**Aim of the task:** Within the material below, find each line bearing the word "backend" and present it.

**The input:**
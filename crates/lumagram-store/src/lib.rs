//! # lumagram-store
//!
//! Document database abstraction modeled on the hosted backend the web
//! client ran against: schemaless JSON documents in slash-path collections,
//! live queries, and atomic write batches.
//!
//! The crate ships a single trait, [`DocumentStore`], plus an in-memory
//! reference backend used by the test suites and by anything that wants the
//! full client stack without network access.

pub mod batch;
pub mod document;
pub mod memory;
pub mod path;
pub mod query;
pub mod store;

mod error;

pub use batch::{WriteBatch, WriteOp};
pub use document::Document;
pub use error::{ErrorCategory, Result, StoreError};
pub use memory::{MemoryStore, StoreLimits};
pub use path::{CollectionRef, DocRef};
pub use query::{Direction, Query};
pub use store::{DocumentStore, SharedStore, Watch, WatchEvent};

**Response to this exercise:**
//! Document database abstraction modeled on the hosted backend the web
//! reference backend used by the test suites and by anything that wants the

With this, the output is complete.